I recognize that there is not a simple black-and-white remedy, and I believe that anyone who claims to know how to “solve this problem” undermines the vast complexity of human behavior. This has nothing to do with tightening legal consequences or approving new restrictions. This has to do with simply talking to disturbed individuals and ending the societal stigma and denial associated with psychiatric illness.

How can we look for ways to reduce the rage and social isolation experienced by so many of these perpetrators? How can we raise awareness to their unrealistic perceptions of the world, of the people around them, of the human life value, while, at the same time, setting aside our own socially-constructed morals to provide support, nurture and validation for theirs? Is there a way to effectively treat these dynamic personalities, to provide successful treatment for their thought processes? How can we erase the idea that these people cannot be saved, cannot be helped, cannot be worthy of psychological treatment? Are they simply lost causes?

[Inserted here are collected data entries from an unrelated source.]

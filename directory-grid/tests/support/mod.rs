#![allow(dead_code)]

use std::path::{Path, PathBuf};

use directory_grid::Entry;

/// Scratch directory under the system temp dir, removed on drop.
pub struct ScratchDir {
    root: PathBuf,
}

impl ScratchDir {
    pub fn new(tag: &str) -> Self {
        let nanos = std::time::SystemTime::now()
            .duration_since(std::time::UNIX_EPOCH)
            .map(|d| d.as_nanos())
            .unwrap_or_default();
        let root = std::env::temp_dir().join(format!(
            "directory-grid-{tag}-{}-{nanos}",
            std::process::id()
        ));
        std::fs::create_dir_all(&root).unwrap();
        Self { root }
    }

    pub fn path(&self) -> &Path {
        &self.root
    }

    pub fn entry(&self, name: &str) -> Entry {
        Entry::new(self.root.join(name))
    }

    pub fn file(&self, name: &str, contents: &[u8]) -> Entry {
        let entry = self.entry(name);
        std::fs::write(entry.as_path(), contents).unwrap();
        entry
    }

    pub fn dir(&self, name: &str) -> Entry {
        let entry = self.entry(name);
        std::fs::create_dir_all(entry.as_path()).unwrap();
        entry
    }
}

impl Drop for ScratchDir {
    fn drop(&mut self) {
        let _ = std::fs::remove_dir_all(&self.root);
    }
}
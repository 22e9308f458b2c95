use crate::core::{Key, Modifiers, MouseButton};

/// Input delivered to [`DirectoryGrid::handle_event`](crate::DirectoryGrid::handle_event).
///
/// Positions are in grid content coordinates (scroll offset already removed).
/// Events prefixed with `Editor` target the rename overlay and are ignored when
/// no rename is in progress.
#[derive(Clone, Debug, PartialEq)]
pub enum GridEvent {
    /// A completed click in the grid body.
    ///
    /// Any button closes the rename overlay, but only [`MouseButton::Left`]
    /// selects or activates. Hosts report right-click selection as
    /// [`GridEvent::ContextTrigger`].
    MouseClicked {
        /// Pointer position.
        position: [f32; 2],
        /// Button that clicked.
        button: MouseButton,
        /// 1 for a single click, 2 for a double click.
        click_count: u32,
        /// Modifier keys held.
        modifiers: Modifiers,
    },
    /// Context-menu gesture (usually a right press).
    ContextTrigger {
        /// Pointer position.
        position: [f32; 2],
    },
    /// Mouse pressed and started dragging over the grid.
    DragStarted {
        /// Pointer position.
        position: [f32; 2],
    },
    /// Pointer moved while dragging.
    DragOver {
        /// Pointer position.
        position: [f32; 2],
    },
    /// Mouse released after a drag.
    DragEnded,
    /// Key released while the grid has focus.
    KeyReleased(Key),
    /// Key pressed in the rename field.
    EditorKeyPressed(Key),
    /// Key released in the rename field.
    EditorKeyReleased(Key),
    /// Text of the rename field changed.
    EditorTextChanged(String),
    /// The rename field lost keyboard focus.
    EditorFocusLost,
    /// Mouse released over the icon on the rename overlay.
    EditorIconClicked {
        /// 1 for a single click, 2 for a double click.
        click_count: u32,
    },
}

In addition to homicidal desires, most gunmen in school shootings have prior attempts of suicide. The underlying motives for suicide usually consist of an assorted of disillusioned, negative variables, including depression, isolation, extreme rejection. What if we focused on those symptoms first?  Right now, when people express ideation for harming themselves or others, we follow the mandated ‘5150’ procedure for involuntary commitment. Is that enough? Removing them from the public protects and benefits society, but I’m wondering, what protects and benefits them?

In light of yesterday’s tragedy, I send my deepest wishes and remorse to the victims and their families. But, I also feel frustrated and angry that we failed to protect so many innocent lives because we have failed to adequately protect and help the perpetrators. As an aspiring therapist with a passion for the psychological dynamics of behavior, I do not believe anyone is a lost cause; I only believe that we have not found a workable solution.